10. Reversal of X-ray induced leukopenia in animals.
11. Antiulcer activity in animals.
12. Protection against CCl4 – induced hepatitis.
13. Increased O2 consumption indicating cell regeneration.
Lieutenant Colonel Bowers of the US Army reports on the use of water-soluble derivatives of chlorophyll in over 400 cases over a period of nine months. He (and colleagues) noted several major effects, notably: loss of odour associated with infected wounds; a stimulating effect on tissue formation (granulation tissue) when used as a dressing particularly for burns; and a drying effect in the case of abscesses, sinus tracts, surface lesions and osteomyelitis. Mention is made of chlorophyll efficacy in treatment of cyst wounds, fistula-in-ano (6 cases), sarcoma/carcinoma (4 cases), ulcerative colitis (1 case), thoracic empyema (several cases, 2 particularly effective), gunshot wound sinus tracts (17 cases), decubitis ulcer (4 cases) and burns (4 patients). In 119 cases of compound fractures to limbs chlorophyll reduced odour and enhanced healing, in some cases with exceptional results, e.g. legs saved from seemingly inevitable amputation. Numerous other cases and conditions are mentioned. Chlorophyll was comfortable as a wet dressing and was easily tolerated by patients. The author is convinced that chlorophyll is the best agent known for use in the treatment of suppurative diseases, indolent ulcers or wherever stimulation of tissue repair is desired, although it is not presented as a cure-all.

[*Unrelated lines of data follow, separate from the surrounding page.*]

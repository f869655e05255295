// Copyright 2024 The quadsieve authors. All rights reserved.
// Use of this source code is governed by a BSD-style
// license that can be found in the LICENSE file.

//! Bibliography:
//!
//! Carl Pomerance, A Tale of Two Sieves
//! https://www.ams.org/notices/199612/pomerance.pdf
//!
//! https://en.wikipedia.org/wiki/Quadratic_sieve

use std::str::FromStr;
use std::time::Duration;

use quadsieve::params::{Diag, Preferences, Verbosity};
use quadsieve::{fbase, siqs, squfof};
use quadsieve::{Failure, Uint, MAX_BITS};

fn main() {
    let arg = arguments::parse(std::env::args()).unwrap();
    if arg.orphans.len() != 1 {
        println!("Usage: qsfactor [OPTIONS] NUMBER");
        println!();
        println!("Options:");
        println!("  --mode M        siqs (default) or tdiv64");
        println!("  --fb N          factor base size");
        println!("  --m LOG         interval half-width 2^LOG");
        println!("  --k K           multiplier");
        println!("  --nfacs N       number of prime factors of A");
        println!("  --large-ratio R large prime bound R * max(factor base)");
        println!("  --threads N     worker thread count");
        println!("  --seed S        polynomial selection seed");
        println!("  --timeout SECS  give up after SECS seconds");
        println!("  --v LEVEL       silent, info, verbose or debug");
        return;
    }
    let verbosity = arg
        .get::<String>("v")
        .map(|s| Verbosity::from_str(&s).expect("invalid verbosity"))
        .unwrap_or(Verbosity::Info);
    let mut prefs = Preferences {
        fb_size: arg.get::<u32>("fb"),
        interval_logsize: arg.get::<u32>("m"),
        multiplier: arg.get::<u32>("k"),
        nfacs: arg.get::<u32>("nfacs"),
        large_ratio: arg.get::<u64>("large-ratio"),
        threads: arg.get::<usize>("threads"),
        deadline: arg.get::<u64>("timeout").map(Duration::from_secs),
        diag: Diag::new(verbosity),
        ..Preferences::default()
    };
    if let Some(seed) = arg.get::<u64>("seed") {
        prefs.seed = seed;
    }
    let diag = &prefs.diag;

    let mut n = Uint::from_str(&arg.orphans[0]).expect("could not read decimal number");
    if n.bits() > MAX_BITS {
        eprintln!(
            "Number size ({} bits) exceeds {} bits limit",
            n.bits(),
            MAX_BITS
        );
        std::process::exit(1);
    }
    diag.info(format_args!("Input number {n}"));

    // Remove small factors before sieving.
    for &p in &fbase::primes(1000) {
        while n % (p as u64) == 0 {
            println!("{p}");
            n /= Uint::from(p);
        }
    }

    let mode = arg.get::<String>("mode").unwrap_or("siqs".into());
    if mode == "tdiv64" {
        assert!(n.bits() <= 64, "tdiv64 mode requires a 64 bit input");
        factor64(n.digits()[0]);
        return;
    } else if mode != "siqs" {
        eprintln!("Invalid operation mode {mode:?}");
        std::process::exit(1);
    }

    let mut pending = vec![n];
    let mut failed = false;
    while let Some(m) = pending.pop() {
        if m == Uint::ONE {
            continue;
        }
        if m.bits() <= 64 && !fbase::certainly_composite(m.digits()[0]) {
            println!("{m}");
            continue;
        }
        match siqs::factor(&m, &prefs) {
            Ok((p, q)) => {
                pending.push(p);
                pending.push(q);
            }
            Err(Failure::NoDivisorFound) if m.bits() > 64 => {
                // Probably a prime too wide for the Fermat test.
                println!("{m}");
            }
            Err(e) => {
                eprintln!("Factoring {m} failed: {e}");
                failed = true;
            }
        }
    }
    if failed {
        std::process::exit(1);
    }
}

// Recursive SQUFOF splitting for word-sized inputs with no small
// factors.
fn factor64(n: u64) {
    if n == 1 {
        return;
    }
    if !fbase::certainly_composite(n) {
        println!("{n}");
        return;
    }
    match squfof::squfof(n) {
        Some((a, b)) => {
            factor64(a);
            factor64(b);
        }
        None => println!("{n}"),
    }
}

Wound healing involves an inflammatory (exudative) phase and a proliferative tissue growth and repair phase that presumably involves growth stimulating factors. This study tested various water soluble chlorophyll preparations and other agents including vitamin ointments and sulfathiazole on wounds created by excising portions of skin from rats, guinea pigs, rabbits and dogs. Response in rate of healing tended to be greater for chlorophyll than with other agents tested (the data is summarized in several tables not reproducible here).
On the basis of these observations it is suggested that chlorophyll preparations should be used much more extensively in the treatment of wounds and burns.